Filtering the records below, copy only those lines that include the word "interfaces".

*RECORDS:*
>>>>
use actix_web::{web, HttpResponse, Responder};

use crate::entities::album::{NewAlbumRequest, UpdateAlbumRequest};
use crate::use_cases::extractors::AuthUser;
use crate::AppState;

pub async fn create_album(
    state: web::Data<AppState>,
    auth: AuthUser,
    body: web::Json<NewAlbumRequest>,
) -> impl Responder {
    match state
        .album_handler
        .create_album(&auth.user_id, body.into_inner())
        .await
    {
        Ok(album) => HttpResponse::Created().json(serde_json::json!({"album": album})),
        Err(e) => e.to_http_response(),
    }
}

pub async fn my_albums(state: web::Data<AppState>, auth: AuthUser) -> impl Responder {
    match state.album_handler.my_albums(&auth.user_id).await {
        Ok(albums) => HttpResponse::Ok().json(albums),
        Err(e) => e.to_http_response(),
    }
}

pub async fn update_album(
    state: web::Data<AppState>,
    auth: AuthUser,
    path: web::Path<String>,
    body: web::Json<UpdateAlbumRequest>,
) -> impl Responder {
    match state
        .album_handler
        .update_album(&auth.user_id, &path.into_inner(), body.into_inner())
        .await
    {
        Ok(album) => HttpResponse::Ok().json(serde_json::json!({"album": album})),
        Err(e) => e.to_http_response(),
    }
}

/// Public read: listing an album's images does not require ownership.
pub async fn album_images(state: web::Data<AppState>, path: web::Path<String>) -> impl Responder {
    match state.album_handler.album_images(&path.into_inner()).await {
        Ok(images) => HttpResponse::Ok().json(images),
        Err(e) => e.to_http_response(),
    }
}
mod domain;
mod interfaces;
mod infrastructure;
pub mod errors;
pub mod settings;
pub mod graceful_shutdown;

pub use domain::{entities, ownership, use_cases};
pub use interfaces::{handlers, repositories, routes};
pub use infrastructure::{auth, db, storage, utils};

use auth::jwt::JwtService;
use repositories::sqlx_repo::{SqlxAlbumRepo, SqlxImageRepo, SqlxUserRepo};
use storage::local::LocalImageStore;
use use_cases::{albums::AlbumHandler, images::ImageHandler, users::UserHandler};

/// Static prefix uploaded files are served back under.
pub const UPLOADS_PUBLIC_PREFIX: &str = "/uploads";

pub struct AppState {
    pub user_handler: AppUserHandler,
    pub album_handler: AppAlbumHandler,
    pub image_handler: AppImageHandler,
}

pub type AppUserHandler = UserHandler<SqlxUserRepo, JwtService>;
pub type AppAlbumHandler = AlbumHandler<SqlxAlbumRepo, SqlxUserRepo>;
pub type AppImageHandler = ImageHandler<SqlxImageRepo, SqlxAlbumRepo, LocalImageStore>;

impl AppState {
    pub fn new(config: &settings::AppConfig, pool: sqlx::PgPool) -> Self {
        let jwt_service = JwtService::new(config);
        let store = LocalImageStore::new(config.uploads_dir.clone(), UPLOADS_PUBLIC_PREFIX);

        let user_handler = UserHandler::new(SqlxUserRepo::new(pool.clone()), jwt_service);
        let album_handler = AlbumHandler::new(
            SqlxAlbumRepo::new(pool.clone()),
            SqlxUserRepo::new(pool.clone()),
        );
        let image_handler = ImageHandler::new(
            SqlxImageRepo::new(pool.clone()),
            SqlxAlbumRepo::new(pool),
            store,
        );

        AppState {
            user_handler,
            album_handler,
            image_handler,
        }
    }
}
<<<<
>>>>
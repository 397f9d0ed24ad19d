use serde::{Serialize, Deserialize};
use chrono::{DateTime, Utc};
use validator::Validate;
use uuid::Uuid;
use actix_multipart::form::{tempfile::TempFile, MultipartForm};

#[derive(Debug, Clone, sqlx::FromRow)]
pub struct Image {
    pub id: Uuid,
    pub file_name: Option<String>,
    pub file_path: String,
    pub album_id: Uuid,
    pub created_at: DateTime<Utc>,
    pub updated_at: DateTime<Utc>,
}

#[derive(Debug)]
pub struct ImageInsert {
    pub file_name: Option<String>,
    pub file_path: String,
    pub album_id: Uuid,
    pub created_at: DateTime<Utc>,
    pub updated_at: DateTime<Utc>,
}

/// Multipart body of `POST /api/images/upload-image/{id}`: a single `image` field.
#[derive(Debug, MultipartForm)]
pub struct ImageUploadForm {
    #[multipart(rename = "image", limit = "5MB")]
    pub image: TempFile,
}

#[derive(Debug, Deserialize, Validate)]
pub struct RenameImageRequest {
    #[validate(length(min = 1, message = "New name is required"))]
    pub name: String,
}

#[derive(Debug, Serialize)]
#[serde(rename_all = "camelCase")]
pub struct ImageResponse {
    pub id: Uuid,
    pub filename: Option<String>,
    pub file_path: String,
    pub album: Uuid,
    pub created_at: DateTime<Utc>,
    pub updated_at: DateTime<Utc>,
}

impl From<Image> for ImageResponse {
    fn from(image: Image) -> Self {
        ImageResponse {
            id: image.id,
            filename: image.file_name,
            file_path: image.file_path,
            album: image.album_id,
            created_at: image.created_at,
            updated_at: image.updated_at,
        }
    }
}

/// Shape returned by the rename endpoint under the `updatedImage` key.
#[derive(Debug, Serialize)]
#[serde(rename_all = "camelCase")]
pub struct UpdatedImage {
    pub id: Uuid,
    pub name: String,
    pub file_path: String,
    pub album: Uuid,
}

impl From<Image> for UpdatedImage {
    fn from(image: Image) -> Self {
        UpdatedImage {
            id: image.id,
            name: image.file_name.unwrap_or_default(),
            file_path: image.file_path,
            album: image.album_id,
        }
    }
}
<<<<
*RESPONSE AREA:*
mod interfaces;
pub use interfaces::{handlers, repositories, routes};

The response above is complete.